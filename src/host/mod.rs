//! Chat host integration surface.
//!
//! The host calls three entry points: [`BarkExtension::setup`] once at
//! startup, the input hook before a user turn, and the output hook on the
//! generated reply. UI controls bind to the settings store through
//! [`BarkExtension::settings_mut`]; widget layout itself stays in the host.

use std::fs;
use std::path::PathBuf;

use tracing::info;

use crate::assets::{Fetcher, ProvisionError, Provisioner};
use crate::config::{SettingsStore, TtsSettings};
use crate::model::BarkModel;
use crate::pipeline::{SynthesisError, SynthesisPipeline};

/// Host-visible activity indicator for the current turn.
#[derive(Debug, Clone, Copy, PartialEq, Eq)]
pub enum StatusIndicator {
    Typing,
    RecordingVoiceMessage,
}

impl StatusIndicator {
    /// Message the host shows next to the character name.
    pub fn message(&self) -> &'static str {
        match self {
            StatusIndicator::Typing => "*Is typing...*",
            StatusIndicator::RecordingVoiceMessage => "*Is recording a voice message...*",
        }
    }
}

/// The extension as seen by the chat host.
pub struct BarkExtension<M: BarkModel, F: Fetcher> {
    settings: SettingsStore,
    pipeline: SynthesisPipeline<M>,
    provisioner: Provisioner<F>,
    character: String,
    status: StatusIndicator,
    streaming_suppressed: bool,
}

impl<M: BarkModel, F: Fetcher> BarkExtension<M, F> {
    pub fn new(
        model: M,
        fetcher: F,
        settings: TtsSettings,
        cache_dir: PathBuf,
        output_dir: PathBuf,
    ) -> Self {
        Self {
            settings: SettingsStore::new(settings),
            pipeline: SynthesisPipeline::new(model, output_dir),
            provisioner: Provisioner::new(fetcher, cache_dir),
            character: "assistant".to_string(),
            status: StatusIndicator::Typing,
            streaming_suppressed: false,
        }
    }

    /// One-time startup: create the output and cache directories, then
    /// provision the model weights. Failure leaves the host not ready for
    /// synthesis.
    pub fn setup(&self) -> Result<(), ProvisionError> {
        info!("loading Bark TTS extension, first run may take a while");

        fs::create_dir_all(self.pipeline.output_dir())?;
        fs::create_dir_all(self.provisioner.cache_dir())?;

        self.provisioner
            .provision(self.pipeline.model(), self.settings.get())?;

        info!("Bark TTS extension loaded");
        Ok(())
    }

    /// Pre-processing hook. Returns the user text unchanged; while active
    /// it flips the status indicator to a recording notice and suppresses
    /// incremental streaming for the duration of the turn.
    pub fn input_hook(&mut self, text: &str) -> String {
        if !self.settings.get().activate {
            self.status = StatusIndicator::Typing;
            return text.to_string();
        }

        self.status = StatusIndicator::RecordingVoiceMessage;
        self.streaming_suppressed = true;
        text.to_string()
    }

    /// Post-processing hook. When active, synthesizes the generated text
    /// and returns the audio embed markup in its place; errors propagate
    /// for the host to display as a failed turn.
    pub fn output_hook(&mut self, text: &str) -> Result<String, SynthesisError> {
        if !self.settings.get().activate {
            return Ok(text.to_string());
        }

        let snapshot = self.settings.snapshot();
        let result = self.pipeline.synthesize(&self.character, text, &snapshot);

        self.streaming_suppressed = false;
        self.status = StatusIndicator::Typing;

        Ok(result?.markup)
    }

    /// Character identity used in artifact filenames.
    pub fn set_character(&mut self, character: impl Into<String>) {
        self.character = character.into();
    }

    pub fn status(&self) -> StatusIndicator {
        self.status
    }

    pub fn streaming_suppressed(&self) -> bool {
        self.streaming_suppressed
    }

    pub fn settings(&self) -> &SettingsStore {
        &self.settings
    }

    pub fn settings_mut(&mut self) -> &mut SettingsStore {
        &mut self.settings
    }
}
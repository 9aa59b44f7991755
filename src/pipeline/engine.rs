//! Synthesis pipeline implementation.

use std::path::{Path, PathBuf};
use std::sync::atomic::{AtomicU64, Ordering};

use chrono::Utc;
use thiserror::Error;
use tracing::debug;

use crate::config::TtsSettings;
use crate::model::{BarkModel, ModelError};

use super::segment::{RuleSplitter, SentenceSplitter};

/// End-of-sequence probability floor for semantic generation; lower values
/// bias toward longer, more complete generations.
pub const MIN_EOS_P: f32 = 0.05;

/// Silence inserted after each sentence, in seconds.
pub const SENTENCE_GAP_SECS: f64 = 0.25;

/// Errors that can occur during synthesis.
#[derive(Error, Debug)]
pub enum SynthesisError {
    #[error(transparent)]
    Model(#[from] ModelError),

    #[error("invalid character label: {0}")]
    InvalidLabel(String),

    #[error("wav write failed: {0}")]
    Wav(#[from] hound::Error),

    #[error("io error: {0}")]
    Io(#[from] std::io::Error),
}

/// Result of one synthesis invocation.
#[derive(Debug, Clone, PartialEq)]
pub struct SynthesisOutput {
    /// Path of the written audio artifact.
    pub path: PathBuf,
    /// Embed tag (plus the annotated text when `show_text`) for the host
    /// to render in place of the generated message.
    pub markup: String,
    /// Text as actually handed to the model, tags included.
    pub annotated_text: String,
}

/// Sequential text-to-audio pipeline.
///
/// One invocation at a time; the caller blocks until the artifact is on
/// disk. The output directory must exist (created during setup).
pub struct SynthesisPipeline<M: BarkModel> {
    model: M,
    splitter: Box<dyn SentenceSplitter>,
    output_dir: PathBuf,
    sequence: AtomicU64,
}

impl<M: BarkModel> SynthesisPipeline<M> {
    pub fn new(model: M, output_dir: PathBuf) -> Self {
        Self {
            model,
            splitter: Box::new(RuleSplitter),
            output_dir,
            sequence: AtomicU64::new(0),
        }
    }

    /// Replace the sentence splitter.
    pub fn with_splitter(mut self, splitter: Box<dyn SentenceSplitter>) -> Self {
        self.splitter = splitter;
        self
    }

    pub fn model(&self) -> &M {
        &self.model
    }

    pub fn output_dir(&self) -> &Path {
        &self.output_dir
    }

    /// Synthesize `text` and persist exactly one WAV artifact.
    ///
    /// Sentences are processed strictly in order, each followed by a
    /// quarter second of silence. Zero sentences still produce a valid
    /// zero-sample artifact.
    pub fn synthesize(
        &self,
        character: &str,
        text: &str,
        settings: &TtsSettings,
    ) -> Result<SynthesisOutput, SynthesisError> {
        validate_label(character)?;

        let annotated = annotate(text, settings);
        let sentences = self.splitter.split(&annotated);
        debug!("synthesizing {} sentences", sentences.len());

        let gap_len = (SENTENCE_GAP_SECS * f64::from(settings.sample_rate)) as usize;
        let mut samples = Vec::new();
        for sentence in &sentences {
            let tokens = self.model.generate_semantic(
                sentence,
                &settings.voice,
                settings.temperature,
                MIN_EOS_P,
            )?;
            let segment = self.model.semantic_to_waveform(&tokens, &settings.voice)?;
            samples.extend_from_slice(&segment);
            samples.resize(samples.len() + gap_len, 0.0);
        }

        let path = self.artifact_path(character);
        write_wav(&path, settings.sample_rate, &samples)?;

        let markup = render_markup(&path, &annotated, settings);
        Ok(SynthesisOutput {
            path,
            markup,
            annotated_text: annotated,
        })
    }

    /// Artifact name: character label, unix seconds, and a per-process
    /// sequence number so same-second requests stay distinct.
    fn artifact_path(&self, character: &str) -> PathBuf {
        let stamp = Utc::now().timestamp();
        let seq = self.sequence.fetch_add(1, Ordering::Relaxed);
        self.output_dir.join(format!("{character}_{stamp}_{seq}.wav"))
    }
}

/// Prefix modifier tags, then the forced speaker tag in front of that, so
/// the speaker tag ends up outermost.
pub fn annotate(text: &str, settings: &TtsSettings) -> String {
    let mut annotated = text.to_string();

    if !settings.modifiers.is_empty() {
        annotated = format!("{}: {annotated}", settings.modifiers.join(" "));
    }

    if let Some(tag) = settings.forced_speaker {
        annotated = format!("{}: {annotated}", tag.prefix());
    }

    annotated
}

fn validate_label(label: &str) -> Result<(), SynthesisError> {
    if label.is_empty() {
        return Err(SynthesisError::InvalidLabel(
            "label cannot be empty".to_string(),
        ));
    }

    // Prevent path traversal through the artifact filename
    if label.contains('/') || label.contains('\\') || label.contains("..") {
        return Err(SynthesisError::InvalidLabel(
            "label cannot contain path separators".to_string(),
        ));
    }

    Ok(())
}

fn write_wav(path: &Path, sample_rate: u32, samples: &[f32]) -> Result<(), SynthesisError> {
    let spec = hound::WavSpec {
        channels: 1,
        sample_rate,
        bits_per_sample: 32,
        sample_format: hound::SampleFormat::Float,
    };

    let mut writer = hound::WavWriter::create(path, spec)?;
    for &sample in samples {
        writer.write_sample(sample)?;
    }
    writer.finalize()?;

    Ok(())
}

fn render_markup(path: &Path, annotated: &str, settings: &TtsSettings) -> String {
    let autoplay = if settings.autoplay { "autoplay" } else { "" };
    let tag = format!(
        r#"<audio src="file/{}" controls {autoplay}></audio>"#,
        path.display()
    );

    if settings.show_text {
        format!("{tag}<br>{annotated}")
    } else {
        tag
    }
}
//! Extension settings: defaults, environment seeding, and the owned store.
//!
//! The original UI mutated one process-wide options map from its widget
//! callbacks. Here a single [`SettingsStore`] owns the mutable copy and the
//! pipeline receives immutable snapshots, so a future concurrent host
//! cannot race the synthesis loop.

mod settings;

pub use settings::{
    DEFAULT_SAMPLE_RATE, DEFAULT_VOICE, MODIFIER_OPTIONS, SettingsStore, SpeakerTag, TtsSettings,
    USE_CPU_VAR, USE_SMALL_MODELS_VAR, voice_presets,
};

▸ Task prompt
Please reproduce the line containing "let mut annotated = text.to_string();" and each line after it to the end of the listing, exactly, with nothing added or left out.

▸ Your response
    let mut annotated = text.to_string();

    if !settings.modifiers.is_empty() {
        annotated = format!("{}: {annotated}", settings.modifiers.join(" "));
    }

    if let Some(tag) = settings.forced_speaker {
        annotated = format!("{}: {annotated}", tag.prefix());
    }

    annotated
}

fn validate_label(label: &str) -> Result<(), SynthesisError> {
    if label.is_empty() {
        return Err(SynthesisError::InvalidLabel(
            "label cannot be empty".to_string(),
        ));
    }

    // Prevent path traversal through the artifact filename
    if label.contains('/') || label.contains('\\') || label.contains("..") {
        return Err(SynthesisError::InvalidLabel(
            "label cannot contain path separators".to_string(),
        ));
    }

    Ok(())
}

fn write_wav(path: &Path, sample_rate: u32, samples: &[f32]) -> Result<(), SynthesisError> {
    let spec = hound::WavSpec {
        channels: 1,
        sample_rate,
        bits_per_sample: 32,
        sample_format: hound::SampleFormat::Float,
    };

    let mut writer = hound::WavWriter::create(path, spec)?;
    for &sample in samples {
        writer.write_sample(sample)?;
    }
    writer.finalize()?;

    Ok(())
}

fn render_markup(path: &Path, annotated: &str, settings: &TtsSettings) -> String {
    let autoplay = if settings.autoplay { "autoplay" } else { "" };
    let tag = format!(
        r#"<audio src="file/{}" controls {autoplay}></audio>"#,
        path.display()
    );

    if settings.show_text {
        format!("{tag}<br>{annotated}")
    } else {
        tag
    }
}
//! Extension settings: defaults, environment seeding, and the owned store.
//!
//! The original UI mutated one process-wide options map from its widget
//! callbacks. Here a single [`SettingsStore`] owns the mutable copy and the
//! pipeline receives immutable snapshots, so a future concurrent host
//! cannot race the synthesis loop.

mod settings;

pub use settings::{
    DEFAULT_SAMPLE_RATE, DEFAULT_VOICE, MODIFIER_OPTIONS, SettingsStore, SpeakerTag, TtsSettings,
    USE_CPU_VAR, USE_SMALL_MODELS_VAR, voice_presets,
};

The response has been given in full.